What does a ‘network attack’ look like?

Today, the popular content delivery network Akamai is reporting that ‘network attacks’ are 95%+ above ‘normal’.

Screengrab from Akamai’s ‘real-time web monitor’

It’s hard to get a feel for what data Akamai are using here or what the baseline is, but it caught my attention because of some attacks against our own network that we saw over the weekend.

It also got me thinking: ‘what does a network attack actually look like?’ for a hosting company.

To answer that, I suppose I need to explain what I mean by a ‘network attack’.

A network attack can come in many forms, but the most common type that we experience is a DDoS – a distributed denial-of-service attack. This type of attack is intended to disable access to a server or network by overloading it with network requests. Almost any network or server is vulnerable to such attacks because its job is to respond to network requests, e.g. to display a web page or access other content be it public or private. Depending how powerful they are, servers (and multiple groups of servers in clusters) can handle hundreds, thousands or even millions of simultaneous requests. A DDoS attack harnesses hundreds or even thousands of compromised computers or servers connected to the Internet to overwhelm the target servers by sending thousands or millions of requests (hence the term ‘distributed’). The sheer weight of requests will often rapidly overwhelm a server’s ability to respond as it runs out of resources. Hence, servers and websites ‘go down’. (The Wikipedia article on DDoS attacks has more background).

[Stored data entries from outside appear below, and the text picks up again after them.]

//! Throughput of full successor enumeration, the hot loop every phase
//! driver runs once per in-progress position.

use std::hint::black_box;

use criterion::{Criterion, criterion_group, criterion_main};
use pushfight_core::perm::Perm;
use pushfight_core::search::{generate_successors, has_winning_move};

fn bench_generate_successors(c: &mut Criterion) {
    let perm = Perm::unrank(123_456_789_012);
    c.bench_function("generate_successors, full enumeration", |b| {
        b.iter(|| {
            let mut count = 0u32;
            generate_successors(black_box(&perm), &mut |_moves, _succ, _outcome| {
                count += 1;
                true
            });
            black_box(count)
        });
    });
}

fn bench_has_winning_move(c: &mut Criterion) {
    let perm = Perm::unrank(123_456_789_012);
    c.bench_function("has_winning_move", |b| {
        b.iter(|| black_box(has_winning_move(black_box(&perm))));
    });
}

criterion_group!(benches, bench_generate_successors, bench_has_winning_move);
criterion_main!(benches);
//! Phase-driver logic: the pure computation each phase performs, decoupled
//! from file I/O so it can be tested against in-memory fakes.
//!
//! Reference: the original solver's `solve-rN.cc` (odd/even phase
//! computation) and `backpropagate-losses.cc` (even-phase back-propagation).

use crate::perm::{Perm, PositionType};
use crate::search::{generate_successors, has_winning_move};
use crate::types::Outcome;

/// Read-only access to a prior phase's stored outcomes, addressed by global
/// permutation rank. Implemented by [`crate::storage::rn::RnFile`] in
/// production and by plain closures/slices in tests.
pub trait PriorOutcomes {
    fn get(&self, i: i64) -> Outcome;
}

impl<F: Fn(i64) -> Outcome> PriorOutcomes for F {
    fn get(&self, i: i64) -> Outcome {
        self(i)
    }
}

/// Per-chunk bookkeeping, merged across worker threads.
#[derive(Debug, Clone, Copy, Default, PartialEq, Eq)]
pub struct ChunkStats {
    /// Positions whose prior outcome was already decisive and were kept
    /// unchanged.
    pub kept: i64,
    /// Positions recomputed from `Tie` to the expected decisive outcome.
    pub changed: i64,
    /// Positions recomputed and still `Tie`.
    pub unchanged: i64,
}

impl ChunkStats {
    pub fn merge(&mut self, other: ChunkStats) {
        self.kept += other.kept;
        self.changed += other.changed;
        self.unchanged += other.unchanged;
    }
}

/// Computes a single position's outcome for an odd/odd-style phase with
/// expected outcome `expected` (the outcome a position can transition *to*
/// this phase — `Loss` for odd phases, `Win` for even phases run this way).
/// Every successor of `perm` must already have a decisive outcome in
/// `prior`, or be itself a push that ends the game immediately.
pub fn compute_position(perm: &Perm, expected: Outcome, prior: &dyn PriorOutcomes) -> Outcome {
    match expected {
        Outcome::Loss => {
            // A position is a loss iff every successor is a win for the
            // opponent; abort (return Tie) at the first non-winning one.
            let mut all_winning_for_opponent = true;
            generate_successors(perm, &mut |_moves, succ, outcome| {
                debug_assert_eq!(outcome, Outcome::Tie, "decisive pushes are filtered before calling compute_position");
                let o = prior.get(succ.rank());
                debug_assert_ne!(o, Outcome::Loss);
                if o != Outcome::Win {
                    all_winning_for_opponent = false;
                    false
                } else {
                    true
                }
            });
            if all_winning_for_opponent {
                Outcome::Loss
            } else {
                Outcome::Tie
            }
        }
        Outcome::Win => {
            // A position is a win iff some successor is a loss for the
            // opponent; abort (return Win) at the first one found.
            let mut found_losing_successor = false;
            generate_successors(perm, &mut |_moves, succ, outcome| {
                debug_assert_eq!(outcome, Outcome::Tie);
                let o = prior.get(succ.rank());
                if o == Outcome::Loss {
                    found_losing_successor = true;
                    false
                } else {
                    true
                }
            });
            if found_losing_successor {
                Outcome::Win
            } else {
                Outcome::Tie
            }
        }
        Outcome::Tie => panic!("a phase's expected outcome is always Win or Loss"),
    }
}

/// Computes positions `start..start+len`, consulting `current(i)` for each
/// position's pre-phase outcome and `prior` for successor lookups.
pub fn compute_chunk_range(
    start: i64,
    len: i64,
    expected: Outcome,
    current: impl Fn(i64) -> Outcome,
    prior: &dyn PriorOutcomes,
) -> (Vec<Outcome>, ChunkStats) {
    let mut outcomes = Vec::with_capacity(len as usize);
    let mut stats = ChunkStats::default();
    let mut perm = Perm::unrank(start);
    for offset in 0..len {
        let index = start + offset;
        let existing = current(index);
        let o = if matches!(existing, Outcome::Win | Outcome::Loss) {
            stats.kept += 1;
            existing
        } else {
            let computed = compute_position(&perm, expected, prior);
            if computed == Outcome::Tie {
                stats.unchanged += 1;
            } else {
                debug_assert_eq!(computed, expected);
                stats.changed += 1;
            }
            computed
        };
        outcomes.push(o);
        if offset + 1 < len {
            perm.advance();
        }
    }
    (outcomes, stats)
}

/// Phase 0: for each position, true iff white has an immediate winning move.
pub fn compute_phase0_range(start: i64, len: i64) -> Vec<bool> {
    let mut bits = Vec::with_capacity(len as usize);
    let mut perm = Perm::unrank(start);
    for offset in 0..len {
        bits.push(has_winning_move(&perm));
        if offset + 1 < len {
            perm.advance();
        }
    }
    bits
}

/// Even-phase back-propagation: for every newly-lost position (by rank),
/// enumerates predecessors and reports any that are currently `Tie` as newly
/// winning, via `on_new_win`. Predecessor candidates that are not
/// `InProgress` (the generator's documented superset) are skipped.
pub fn back_propagate_losses(
    new_loss_ranks: impl IntoIterator<Item = i64>,
    current: impl Fn(i64) -> Outcome,
    mut on_new_win: impl FnMut(i64),
) {
    for loss_rank in new_loss_ranks {
        let perm = Perm::unrank(loss_rank);
        crate::search::generate_predecessors(&perm, &mut |pred| {
            if pred.classify() != PositionType::InProgress {
                return;
            }
            let pred_rank = pred.rank();
            if current(pred_rank) == Outcome::Tie {
                on_new_win(pred_rank);
            }
        });
    }
}

#[cfg(test)]
mod tests {
    use super::*;
    use crate::constants::PART_SIZE;

    #[test]
    fn compute_chunk_range_keeps_decisive_positions() {
        let prior = |_i: i64| Outcome::Win;
        let current = |i: i64| if i == 5 { Outcome::Win } else { Outcome::Tie };
        let (_outcomes, stats) = compute_chunk_range(0, 8, Outcome::Loss, current, &prior);
        assert_eq!(stats.kept, 1);
    }

    #[test]
    fn phase0_range_has_expected_length() {
        let bits = compute_phase0_range(0, 64);
        assert_eq!(bits.len(), 64);
    }

    #[test]
    fn part_size_is_a_sane_chunk_subrange() {
        assert!(PART_SIZE > 0);
    }
}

It’s important to note that however properly a server is configured, it can still be vulnerable to DDoS attacks. A DDoS attack exploits the very basic function of a server – to answer network requests and serve up content. An attack also often happens with little warning. And because it passes through network hardware that is at the edge of our network (thus usually shared by some other customers), it can have a wider impact.

Bytemark NOC – not really

But let’s make one thing very clear. A network attack happens in real time. Unlike the popular media image of an ISP, we don’t have a NORAD style mission control centre to monitor attacks through the paradigm of global warfare. There are no progress bars, or red lines curving over a map to warn us of what’s about to happen.

What does happen is that the target server is no longer able to serve the content that it would normally be expected to serve. If the network attack is large enough, it can also begin to affect other sites on our network. This is clearly an unacceptable situation.

So what we need is a system that monitors client servers, detects when they’re not serving content normally and then alerts the right people in the most effective way to take action. That action being to “null route” all the traffic directed at the target server, i.e. configure our network infrastructure to redirect it to nowhere, meaning it’s dropped and ignored. We also need to contact the client and explain what’s happening, as well as let everyone else know through our forum.

Summing up, responding to network attacks (like a DDoS) is an important part of what we do as a responsible hosting provider. What they ‘look like’ isn’t particularly sexy (though I do now wish we had a WarGames style command centre). However, our visibility of network attacks is optimised for rapid and efficient response be it night or day.

In the light of recent attacks across the Internet, I hope this has shed some light on how we handle these challenging events.